A previsão é de que, somente no fim da primeira semana de agosto, as chuvas venham, um cenário que ainda pode se alterar devido à distância da previsão. Já o que deve ocorrer nos próximos dias será a chegada de uma frente fria, que deverá passar pelo litoral, mesmo assim, sem previsão de chuvas para a região.
URA comprometida
O impacto da falta de precipitação recai sobre a umidade relativa do ar (URA), deixando o clima mais seco. Segundo Bainy, quando há chuvas, ocorre uma elevação imediata na URA, além de proporcionar o abastecimento do solo com água, o que “limpa” a atmosfera da poluição.
O último balanço da Operação Estiagem, feito pela Defesa Civil com dados até 24 de julho, mostra que o mês de julho teve 14 dias com a URA em níveis de atenção. Em junho, foram seis dias.
Segundo o diretor da Defesa Civil de Campinas, Sidnei Furtado, é preciso se manter alerta aos cuidados respiratórios nesse período.

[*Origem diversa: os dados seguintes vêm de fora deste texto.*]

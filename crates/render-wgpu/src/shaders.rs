/// WGSL shader for the body passes: instanced spheres, ambient plus
/// emissive shading. This scene has no directional light; a basic material
/// is just an emissive-free instance.
pub const BODY_SHADER: &str = r#"
struct Globals {
    view_proj: mat4x4<f32>,
    // rgb premultiplied by the ambient intensity
    ambient: vec4<f32>,
};

@group(0) @binding(0)
var<uniform> globals: Globals;

struct VertexInput {
    @location(0) position: vec3<f32>,
    @location(1) normal: vec3<f32>,
};

struct InstanceInput {
    @location(2) model_0: vec4<f32>,
    @location(3) model_1: vec4<f32>,
    @location(4) model_2: vec4<f32>,
    @location(5) model_3: vec4<f32>,
    @location(6) base_color: vec4<f32>,
    // w carries the emissive intensity
    @location(7) emissive: vec4<f32>,
};

struct VertexOutput {
    @builtin(position) clip_position: vec4<f32>,
    @location(0) base_color: vec4<f32>,
    @location(1) emissive: vec4<f32>,
};

@vertex
fn vs_main(vertex: VertexInput, instance: InstanceInput) -> VertexOutput {
    let model = mat4x4<f32>(
        instance.model_0,
        instance.model_1,
        instance.model_2,
        instance.model_3,
    );
    let world_pos = model * vec4<f32>(vertex.position, 1.0);

    var out: VertexOutput;
    out.clip_position = globals.view_proj * world_pos;
    out.base_color = instance.base_color;
    out.emissive = instance.emissive;
    return out;
}

@fragment
fn fs_main(in: VertexOutput) -> @location(0) vec4<f32> {
    let lit = in.base_color.rgb * globals.ambient.rgb + in.emissive.rgb * in.emissive.a;
    return vec4<f32>(lit, 1.0);
}
"#;

/// Bright-extract pass: keeps luminance above the threshold, with a soft
/// knee controlled by the smoothing parameter. At threshold 0 the pass is
/// an identity copy.
pub const BRIGHT_SHADER: &str = r#"
struct BrightParams {
    threshold: f32,
    smoothing: f32,
    _pad: vec2<f32>,
};

@group(0) @binding(0)
var src: texture_2d<f32>;
@group(0) @binding(1)
var samp: sampler;
@group(0) @binding(2)
var<uniform> params: BrightParams;

struct VertexOutput {
    @builtin(position) clip_position: vec4<f32>,
    @location(0) uv: vec2<f32>,
};

@vertex
fn vs_fullscreen(@builtin(vertex_index) index: u32) -> VertexOutput {
    let corner = vec2<f32>(f32((index << 1u) & 2u), f32(index & 2u));
    var out: VertexOutput;
    out.clip_position = vec4<f32>(corner * vec2<f32>(2.0, -2.0) + vec2<f32>(-1.0, 1.0), 0.0, 1.0);
    out.uv = corner;
    return out;
}

@fragment
fn fs_bright(in: VertexOutput) -> @location(0) vec4<f32> {
    let color = textureSample(src, samp, in.uv).rgb;
    let brightness = max(color.r, max(color.g, color.b));
    let knee = params.threshold * params.smoothing + 1e-4;
    let soft = clamp(brightness - params.threshold + knee, 0.0, 2.0 * knee);
    let soft_curve = soft * soft / (4.0 * knee);
    let contribution = max(soft_curve, brightness - params.threshold) / max(brightness, 1e-4);
    return vec4<f32>(color * contribution, 1.0);
}
"#;

/// One axis of the separable Gaussian blur. Run twice with horizontal and
/// vertical direction uniforms; the radius widens the tap spacing.
pub const BLUR_SHADER: &str = r#"
struct BlurParams {
    direction: vec2<f32>,
    radius: f32,
    _pad: f32,
};

@group(0) @binding(0)
var src: texture_2d<f32>;
@group(0) @binding(1)
var samp: sampler;
@group(0) @binding(2)
var<uniform> params: BlurParams;

struct VertexOutput {
    @builtin(position) clip_position: vec4<f32>,
    @location(0) uv: vec2<f32>,
};

@vertex
fn vs_fullscreen(@builtin(vertex_index) index: u32) -> VertexOutput {
    let corner = vec2<f32>(f32((index << 1u) & 2u), f32(index & 2u));
    var out: VertexOutput;
    out.clip_position = vec4<f32>(corner * vec2<f32>(2.0, -2.0) + vec2<f32>(-1.0, 1.0), 0.0, 1.0);
    out.uv = corner;
    return out;
}

@fragment
fn fs_blur(in: VertexOutput) -> @location(0) vec4<f32> {
    var weights = array<f32, 5>(0.227027, 0.1945946, 0.1216216, 0.054054, 0.016216);
    let texel = 1.0 / vec2<f32>(textureDimensions(src));
    let step = params.direction * texel * (1.0 + params.radius);

    var acc = textureSample(src, samp, in.uv).rgb * weights[0];
    for (var i = 1; i < 5; i++) {
        let offset = step * f32(i);
        acc += textureSample(src, samp, in.uv + offset).rgb * weights[i];
        acc += textureSample(src, samp, in.uv - offset).rgb * weights[i];
    }
    return vec4<f32>(acc, 1.0);
}
"#;

/// Final composite: base color pass plus the blurred glow, scaled by the
/// bloom strength.
pub const COMPOSITE_SHADER: &str = r#"
struct CompositeParams {
    strength: f32,
    _pad0: f32,
    _pad1: f32,
    _pad2: f32,
};

@group(0) @binding(0)
var scene_tex: texture_2d<f32>;
@group(0) @binding(1)
var bloom_tex: texture_2d<f32>;
@group(0) @binding(2)
var samp: sampler;
@group(0) @binding(3)
var<uniform> params: CompositeParams;

struct VertexOutput {
    @builtin(position) clip_position: vec4<f32>,
    @location(0) uv: vec2<f32>,
};

@vertex
fn vs_fullscreen(@builtin(vertex_index) index: u32) -> VertexOutput {
    let corner = vec2<f32>(f32((index << 1u) & 2u), f32(index & 2u));
    var out: VertexOutput;
    out.clip_position = vec4<f32>(corner * vec2<f32>(2.0, -2.0) + vec2<f32>(-1.0, 1.0), 0.0, 1.0);
    out.uv = corner;
    return out;
}

@fragment
fn fs_composite(in: VertexOutput) -> @location(0) vec4<f32> {
    let base = textureSample(scene_tex, samp, in.uv).rgb;
    let glow = textureSample(bloom_tex, samp, in.uv).rgb;
    return vec4<f32>(base + glow * params.strength, 1.0);
}
"#;
//! Fixed timestep simulation tick
//!
//! One call to [`tick`] advances the whole game by one logical frame:
//! state-machine dispatch, player input, the spawn scheduler, entity
//! updates, combat resolution, and the power-up economy, in that order.

use glam::Vec2;

use super::combat;
use super::spawn;
use super::state::{GamePhase, GameState, SoundEffect};
use crate::config::GameConfig;

/// Input snapshot for a single tick: pressed-state booleans only, no raw
/// event stream. Movement and aim are independent key sets.
#[derive(Debug, Clone, Copy, Default)]
pub struct TickInput {
    pub move_left: bool,
    pub move_right: bool,
    pub move_up: bool,
    pub move_down: bool,

    pub aim_left: bool,
    pub aim_right: bool,
    pub aim_up: bool,
    pub aim_down: bool,

    /// Discrete power-up activation action
    pub activate: bool,
    /// Start (menu) / continue (game over)
    pub start: bool,
}

impl TickInput {
    /// Raw movement key vector, components in {-1, 0, 1}
    pub fn move_vector(&self) -> Vec2 {
        key_axis(self.move_left, self.move_right, self.move_up, self.move_down)
    }

    /// Raw aim key vector, components in {-1, 0, 1}
    pub fn aim_vector(&self) -> Vec2 {
        key_axis(self.aim_left, self.aim_right, self.aim_up, self.aim_down)
    }
}

fn key_axis(left: bool, right: bool, up: bool, down: bool) -> Vec2 {
    let x = (right as i32 - left as i32) as f32;
    let y = (down as i32 - up as i32) as f32;
    Vec2::new(x, y)
}

/// Advance the game by one fixed timestep
pub fn tick(state: &mut GameState, input: &TickInput, cfg: &GameConfig) {
    match state.phase {
        GamePhase::Menu => {
            if input.start {
                state.reset_run(cfg);
                state.push_sound(SoundEffect::MenuSelect);
                state.push_sound(SoundEffect::MusicRestart);
            }
        }
        GamePhase::Playing => playing_tick(state, input, cfg),
        GamePhase::GameOver => {
            if input.start {
                state.phase = GamePhase::Menu;
                state.push_sound(SoundEffect::MenuSelect);
            }
        }
    }
}

fn playing_tick(state: &mut GameState, input: &TickInput, cfg: &GameConfig) {
    decay_feedback(state);
    state.time_ticks += 1;
    let field = GameState::field(cfg);

    // Player movement and fire
    state.player.update(input.move_vector(), field);
    let shots = state.player.shoot(input.aim_vector(), cfg);
    if !shots.is_empty() {
        state.push_sound(SoundEffect::Shoot);
        state.player_bullets.extend(shots);
    }

    // Spawn scheduling and difficulty escalation
    spawn::update_scheduler(state, cfg);

    // Enemies seek and fire
    let player_center = state.player.aabb.center();
    let GameState {
        ref mut enemies,
        ref mut rng,
        ..
    } = *state;
    let mut enemy_shots = Vec::new();
    for enemy in enemies.iter_mut() {
        enemy.update(player_center);
        if let Some(bullet) = enemy.shoot(player_center, rng) {
            enemy_shots.push(bullet);
        }
    }
    for bullet in enemy_shots {
        state.push_sound(SoundEffect::EnemyShoot);
        state.enemy_bullets.push(bullet);
    }

    // Projectiles move, then die the tick their box fully exits the field
    for bullet in &mut state.player_bullets {
        bullet.update();
    }
    state.player_bullets.retain(|b| !b.aabb.outside(field));
    for bullet in &mut state.enemy_bullets {
        bullet.update();
    }
    state.enemy_bullets.retain(|b| !b.aabb.outside(field));

    // Pickups drift and expire
    for pickup in &mut state.pickups {
        pickup.update();
    }
    state.pickups.retain(|p| p.lifetime > 0);

    // Ephemeral visuals
    let drag = cfg.effects.particle_drag;
    for particle in &mut state.particles {
        particle.update(drag);
    }
    state.particles.retain(|p| p.life > 0);
    let rise = cfg.effects.popup_rise;
    for popup in &mut state.popups {
        popup.update(rise);
    }
    state.popups.retain(|p| p.life > 0);

    // Collisions; may transition to GAME_OVER, which freezes the rest of
    // the tick
    combat::resolve(state, cfg);
    if state.phase != GamePhase::Playing {
        return;
    }

    update_powerup_economy(state, input, cfg);
}

/// Full-charge activation and the powered-up countdown
fn update_powerup_economy(state: &mut GameState, input: &TickInput, cfg: &GameConfig) {
    if input.activate && state.energy >= 1.0 && !state.player.powered_up {
        state.energy = 0.0;
        state.player.activate_powerup(cfg);
        state.push_sound(SoundEffect::PowerupActivate);
        log::info!("power-up activated for {}s", cfg.powerup.duration_secs);
    } else if state.player.powered_up {
        // Countdown starts the tick after activation so the buff holds for
        // the full configured duration
        state.player.powerup_timer = state.player.powerup_timer.saturating_sub(1);
        if state.player.powerup_timer == 0 {
            state.player.deactivate_powerup(cfg);
            log::debug!("power-up expired");
        }
    }
}

fn decay_feedback(state: &mut GameState) {
    state.screen_shake *= 0.9;
    if state.screen_shake < 0.01 {
        state.screen_shake = 0.0;
    }
    state.difficulty_flash *= 0.95;
    if state.difficulty_flash < 0.01 {
        state.difficulty_flash = 0.0;
    }
}
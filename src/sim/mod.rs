//! Deterministic simulation module
//!
//! All gameplay logic lives here. This module must stay pure and
//! deterministic:
//! - Fixed timestep only
//! - Seeded RNG only, every draw goes through the state's generator
//! - Fixed resolution order (bullets vs enemies, enemy fire vs player,
//!   rams vs player, pickups vs player)
//! - No rendering or platform dependencies

pub mod combat;
pub mod rect;
pub mod spawn;
pub mod state;
pub mod tick;

pub use rect::Aabb;
pub use spawn::{enemy_stats, pick_kind, spawn_enemy};
pub use state::{
    Bullet, Enemy, EnemyKind, GameEvent, GamePhase, GameState, Particle, Pickup, PickupKind,
    Player, ScorePopup, SoundEffect, BULLET_SIZE,
};
pub use tick::{tick, TickInput};
//! Spawn and difficulty scheduling
//!
//! Two independent timers run while PLAYING: the difficulty timer advances
//! the stage table (spawn cadence shrinks, weights shift toward the heavier
//! variants), and the spawn timer emits one enemy per expiry at a random
//! screen edge.

use glam::Vec2;
use rand::Rng;

use super::state::{Enemy, EnemyKind, GameEvent, GameState, SoundEffect};
use crate::config::{DifficultyStage, EnemyStats, GameConfig};

/// Stats row for an enemy variant
pub fn enemy_stats<'a>(cfg: &'a GameConfig, kind: EnemyKind) -> &'a EnemyStats {
    match kind {
        EnemyKind::Circle => &cfg.enemy_circle,
        EnemyKind::Triangle => &cfg.enemy_triangle,
        EnemyKind::Square => &cfg.enemy_square,
    }
}

/// Map a uniform draw `r in [0,1)` onto the stage's weight partition.
///
/// Weights need not sum to 1; any remainder falls to Square.
pub fn pick_kind(stage: &DifficultyStage, r: f32) -> EnemyKind {
    if r < stage.circle_weight {
        EnemyKind::Circle
    } else if r < stage.circle_weight + stage.triangle_weight {
        EnemyKind::Triangle
    } else {
        EnemyKind::Square
    }
}

/// Advance both scheduler timers one tick
pub fn update_scheduler(state: &mut GameState, cfg: &GameConfig) {
    state.difficulty_timer += 1;
    let level_up_ticks = cfg.difficulty.level_up_interval_secs * cfg.game.fps;
    if state.difficulty_timer >= level_up_ticks {
        state.difficulty_timer = 0;
        if state.difficulty_level < cfg.max_difficulty_level() {
            state.difficulty_level += 1;
            let stage = cfg.stage(state.difficulty_level);
            state.spawn_delay = stage.spawn_delay;
            state.difficulty_flash = 1.0;
            let name = stage.name.clone();
            log::info!("difficulty up: level {} ({})", state.difficulty_level, name);
            state.push_sound(SoundEffect::DifficultyUp);
            state.push_event(GameEvent::StageBanner { name });
        }
    }

    state.spawn_timer += 1;
    if state.spawn_timer >= state.spawn_delay {
        state.spawn_timer = 0;
        let enemy = spawn_enemy(state, cfg);
        log::debug!(
            "spawned {:?} at ({:.0}, {:.0})",
            enemy.kind,
            enemy.aabb.pos.x,
            enemy.aabb.pos.y
        );
        state.enemies.push(enemy);
    }
}

/// Create one enemy just outside a random screen edge, variant chosen by the
/// active stage's weights, with the stage's damage overrides applied
pub fn spawn_enemy(state: &mut GameState, cfg: &GameConfig) -> Enemy {
    let stage = cfg.stage(state.difficulty_level);
    let roll: f32 = state.rng.random();
    let kind = pick_kind(stage, roll);
    let stats = enemy_stats(cfg, kind);
    let field = GameState::field(cfg);
    let size = stats.size;

    // 0=top, 1=right, 2=bottom, 3=left; offset by the enemy's own size so it
    // spawns fully off-screen
    let pos = match state.rng.random_range(0..4u32) {
        0 => Vec2::new(state.rng.random_range(0.0..field.x), -size),
        1 => Vec2::new(field.x, state.rng.random_range(0.0..field.y)),
        2 => Vec2::new(state.rng.random_range(0.0..field.x), field.y),
        _ => Vec2::new(-size, state.rng.random_range(0.0..field.y)),
    };

    let mut enemy = Enemy::new(kind, pos, stats, &mut state.rng);
    if let Some(damage) = stage.bullet_damage_override {
        enemy.bullet_damage = damage;
    }
    if let Some(damage) = stage.collision_damage_override {
        enemy.collision_damage = damage;
    }
    enemy
}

Além disso, com baixa umidade e falta de chuvas, queimadas de qualquer tipo se tornam desafios para a saúde pública e segurança das pessoas.
No mesmo balanço, a Defesa Civil aponta que foram identificados 41 focos de incêndio em julho e outros 18 focos no mês anterior, em junho, pelos satélites do Instituto Nacional de Pesquisas Espaciais (INPE).
Saúde afetada
De acordo com o médico oftalmologista Gilvano Amorim, que também é professor do curso de Medicina da Pontíficia Universidade Católica (PUC) de Campinas, cenários como esse podem causar ainda mais complicações à saúde e se agravam em locais onde falta infraestrutura básica.
“Se você tem uma área não asfaltada, com trânsito de veículos, isso vai fazer com que a decantação seja mais abundante”, aponta. A decantação, citada por Amorim, diz respeito à quantidade de poluentes e partículas de poeira que ficam no ar. Com o tempo seco, elas ficam soltas e se misturam com o ar inspirado. Quando há umidade, o ar fica mais pesado e faz com que essas partículas “desçam”. “Por isso que quando temos chuva e aumento da umidade temos um ar mais limpo”, aponta.
Em relação aos impactos da exposição a esse tipo de ambiente, ele lista desconforto e ardência nas vias respiratórias, ardência e lacrimação nos olhos, visão embaçada e até impactos mais graves dessas condições, como o processo inflamatório de vias respiratórias e conjuntivite.
As alternativas diante desse cenário são ampliar a ingestão de líquidos e evitar a exposição ao Sol nos horários que vão das 9h às 16h. “Outra medida é aumentar a umidade nos ambientes domiciliares, usando vaporizadores, que já favorecem a umidade, ou simplesmente colocar água num recipiente de boca larga, como bacia. Agora, se tiver tosse persistente, falta de ar, crise de asma ou bronquite, falta de ar associada a chiado no peito, é preciso buscar ajuda médica.”